Moreover, three characteristics are instrumental in the selection. Firstly, the algorithm has to be able to detect communities in evolving graphs. Secondly, the algorithm would preferably be able to detect overlapping communities to ensure a realistic partitioning in social network problems. Thirdly, the capability of extracting community evolution events is a desired trait with the goal of having realistic partitions that incorporate as much available information as possible in the partitioning process. Finally, some algorithms will be included as benchmark algorithms in order to compare results with previously performed comparative analyses.

2.2 Qualitative Analysis

The qualitative analysis is based on the comparison of algorithmic characteristics. In particular, comparison is performed with respect to the following six questions:

  1. 1.

    How does the method search for communities?

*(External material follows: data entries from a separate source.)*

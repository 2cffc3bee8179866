//! Persisted preference storage.
//!
//! The theme resolver never touches a global store directly; it is handed a
//! [`PreferenceStore`]. `MemoryStore` backs tests and embedders, `FileStore`
//! persists a flat JSON object on disk for the CLI.

use std::collections::BTreeMap;
use std::fs;
use std::io::Write;
use std::path::{Path, PathBuf};

use parking_lot::Mutex;
use tempfile::NamedTempFile;

use crate::error::{Error, Result};

/// Key-value store holding user preferences as plain strings.
pub trait PreferenceStore {
    /// Read a value. `Ok(None)` means the key is not set.
    fn get(&self, key: &str) -> Result<Option<String>>;

    /// Write a value, replacing any previous one.
    fn set(&self, key: &str, value: &str) -> Result<()>;
}

/// In-memory store.
///
/// Can be marked unavailable to mimic a browser with storage disabled, in
/// which case every access fails with [`Error::StorageUnavailable`].
#[derive(Debug, Default)]
pub struct MemoryStore {
    values: Mutex<BTreeMap<String, String>>,
    unavailable: bool,
}

impl MemoryStore {
    pub fn new() -> Self {
        Self::default()
    }

    /// A store whose every access fails.
    pub fn unavailable() -> Self {
        Self {
            values: Mutex::new(BTreeMap::new()),
            unavailable: true,
        }
    }

    /// Builder-style insert, mostly for tests.
    pub fn with(self, key: &str, value: &str) -> Self {
        self.values.lock().insert(key.to_string(), value.to_string());
        self
    }
}

impl PreferenceStore for MemoryStore {
    fn get(&self, key: &str) -> Result<Option<String>> {
        if self.unavailable {
            return Err(Error::StorageUnavailable);
        }
        Ok(self.values.lock().get(key).cloned())
    }

    fn set(&self, key: &str, value: &str) -> Result<()> {
        if self.unavailable {
            return Err(Error::StorageUnavailable);
        }
        self.values.lock().insert(key.to_string(), value.to_string());
        Ok(())
    }
}

/// Store backed by a JSON object file.
///
/// A missing file reads as an empty store. Every `set` rewrites the whole
/// file; parent directories are created on demand.
#[derive(Debug, Clone)]
pub struct FileStore {
    path: PathBuf,
}

impl FileStore {
    pub fn new(path: impl Into<PathBuf>) -> Self {
        Self { path: path.into() }
    }

    pub fn path(&self) -> &Path {
        &self.path
    }

    fn read_all(&self) -> Result<BTreeMap<String, String>> {
        if !self.path.exists() {
            return Ok(BTreeMap::new());
        }
        let content = fs::read_to_string(&self.path)?;
        if content.trim().is_empty() {
            return Ok(BTreeMap::new());
        }
        Ok(serde_json::from_str(&content)?)
    }
}

impl PreferenceStore for FileStore {
    fn get(&self, key: &str) -> Result<Option<String>> {
        Ok(self.read_all()?.remove(key))
    }

    /// Rewrite the whole file with `key` set.
    ///
    /// A file that no longer parses is replaced rather than blocking every
    /// later write. The new content goes to a temp file in the same directory
    /// and is renamed over the old one, so readers never see a partial file.
    fn set(&self, key: &str, value: &str) -> Result<()> {
        let mut values = match self.read_all() {
            Ok(values) => values,
            Err(Error::Json(e)) => {
                tracing::warn!("Discarding unreadable preferences in {:?}: {}", self.path, e);
                BTreeMap::new()
            }
            Err(e) => return Err(e),
        };
        values.insert(key.to_string(), value.to_string());

        let dir = match self.path.parent() {
            Some(parent) if !parent.as_os_str().is_empty() => parent,
            _ => Path::new("."),
        };
        fs::create_dir_all(dir)?;

        let mut tmp = NamedTempFile::new_in(dir)?;
        tmp.write_all(serde_json::to_string_pretty(&values)?.as_bytes())?;
        tmp.persist(&self.path).map_err(|e| e.error)?;

        tracing::debug!("Saved preference '{}' to {:?}", key, self.path);
        Ok(())
    }
}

In other words, which of the categories within the framework of Cazabet and Rossetti does it fit in (if any)?

  2. 2.

    What community definition is adopted (modularity, density, conductance...)?

  3. 3.

    How efficient the method is? That is, what is its computational complexity?

  4. 4.

    Which community evolution events can the method track (birth, death, merge, split, growth, contraction, continuation, resurgence)?

  5. 5.

    Can the method find overlapping communities?

  6. 6.

    Can the method find hierarchical communities?

2.3 Empirical Analysis Setup

Given their different characteristics, to provide a fair comparison, selected DCD methods are benchmarked based on both synthetic and real-life datasets. As synthetic datasets, 9 different RDyn graphs [7] were created by varying the number of nodes to 1000, 2000 and 4000 and the communities size distribution parameter \(\alpha \) to be 2.5, 3 and 3.5. Larger \(\alpha \) makes the sizes of communities relatively larger, more dispersed, while smaller makes the differences between community sizes smaller, more uniform. The rate of node appearance and vanishing is fixed to 0.05 and 0.02 respectively. The appearance rate is slightly larger than the vanishing rate in an attempt to mimic a slowly growing graph which could resemble, for instance, a customer base where customers enter, remain for a (long) while, and churn. For each of the 9 different RDyn graphs, 100 RDyn instances are created, yielding 900 graphs in total. The specific number 100 was arbitrarily chosen but is used to account for variations in the results.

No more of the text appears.